**Input data:**

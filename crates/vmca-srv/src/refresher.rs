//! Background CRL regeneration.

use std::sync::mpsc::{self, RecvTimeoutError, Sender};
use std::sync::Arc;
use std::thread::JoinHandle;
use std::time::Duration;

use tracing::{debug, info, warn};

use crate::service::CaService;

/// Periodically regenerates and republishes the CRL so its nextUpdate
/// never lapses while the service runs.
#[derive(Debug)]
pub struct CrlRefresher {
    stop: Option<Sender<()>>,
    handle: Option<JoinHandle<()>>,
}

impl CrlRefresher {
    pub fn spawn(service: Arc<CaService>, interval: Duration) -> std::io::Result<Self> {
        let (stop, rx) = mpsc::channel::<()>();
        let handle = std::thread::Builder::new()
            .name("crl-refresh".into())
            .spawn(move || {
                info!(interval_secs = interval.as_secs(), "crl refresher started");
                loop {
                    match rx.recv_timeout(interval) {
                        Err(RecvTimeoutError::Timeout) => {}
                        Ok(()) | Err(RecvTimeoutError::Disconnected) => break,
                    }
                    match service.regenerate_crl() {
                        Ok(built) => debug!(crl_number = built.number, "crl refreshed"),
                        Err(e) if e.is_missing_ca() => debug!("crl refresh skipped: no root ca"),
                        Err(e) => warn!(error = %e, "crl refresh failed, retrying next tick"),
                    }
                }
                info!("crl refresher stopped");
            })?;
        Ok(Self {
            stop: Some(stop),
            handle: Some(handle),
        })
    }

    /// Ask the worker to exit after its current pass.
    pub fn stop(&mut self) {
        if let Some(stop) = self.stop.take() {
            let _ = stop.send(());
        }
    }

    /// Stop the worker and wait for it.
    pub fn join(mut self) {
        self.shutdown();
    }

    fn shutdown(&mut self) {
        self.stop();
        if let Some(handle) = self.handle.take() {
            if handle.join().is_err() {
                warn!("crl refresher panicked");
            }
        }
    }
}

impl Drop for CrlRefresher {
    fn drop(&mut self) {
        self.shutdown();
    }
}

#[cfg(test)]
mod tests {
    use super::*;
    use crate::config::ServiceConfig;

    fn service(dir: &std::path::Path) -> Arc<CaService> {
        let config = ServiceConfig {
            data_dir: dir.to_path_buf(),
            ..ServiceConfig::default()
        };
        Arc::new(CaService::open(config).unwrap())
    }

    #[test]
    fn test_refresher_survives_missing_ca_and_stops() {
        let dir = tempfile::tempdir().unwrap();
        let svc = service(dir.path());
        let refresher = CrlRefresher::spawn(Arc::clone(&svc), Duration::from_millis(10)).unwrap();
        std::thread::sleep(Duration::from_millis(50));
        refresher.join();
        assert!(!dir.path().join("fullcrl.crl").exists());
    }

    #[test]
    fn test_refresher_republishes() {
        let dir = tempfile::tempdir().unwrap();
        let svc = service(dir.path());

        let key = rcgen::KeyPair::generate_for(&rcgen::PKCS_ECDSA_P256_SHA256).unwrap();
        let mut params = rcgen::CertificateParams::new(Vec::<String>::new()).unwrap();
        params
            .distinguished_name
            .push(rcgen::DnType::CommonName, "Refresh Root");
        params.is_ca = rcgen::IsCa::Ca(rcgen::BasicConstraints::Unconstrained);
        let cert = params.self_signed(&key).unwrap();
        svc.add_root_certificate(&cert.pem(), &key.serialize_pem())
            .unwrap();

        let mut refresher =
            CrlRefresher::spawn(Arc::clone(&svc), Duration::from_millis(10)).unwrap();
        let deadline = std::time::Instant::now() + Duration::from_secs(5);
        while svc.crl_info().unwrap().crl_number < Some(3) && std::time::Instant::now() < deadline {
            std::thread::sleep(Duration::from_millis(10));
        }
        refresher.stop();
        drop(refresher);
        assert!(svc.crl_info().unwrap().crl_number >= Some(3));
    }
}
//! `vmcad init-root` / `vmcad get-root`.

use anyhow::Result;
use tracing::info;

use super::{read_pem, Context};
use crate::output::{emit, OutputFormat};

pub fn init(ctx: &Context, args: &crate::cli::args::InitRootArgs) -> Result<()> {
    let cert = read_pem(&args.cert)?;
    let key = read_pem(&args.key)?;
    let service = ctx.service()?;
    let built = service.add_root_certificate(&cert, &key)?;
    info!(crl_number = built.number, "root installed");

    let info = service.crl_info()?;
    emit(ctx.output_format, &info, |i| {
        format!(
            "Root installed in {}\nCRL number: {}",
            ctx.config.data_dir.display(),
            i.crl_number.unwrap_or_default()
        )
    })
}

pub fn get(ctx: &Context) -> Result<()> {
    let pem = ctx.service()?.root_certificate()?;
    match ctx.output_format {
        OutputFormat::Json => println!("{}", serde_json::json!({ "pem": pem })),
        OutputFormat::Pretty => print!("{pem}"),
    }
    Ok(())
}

**Instructions to follow:** The required output is the number of lines in the records that contain the word "built", with nothing added.

**Solution:** 3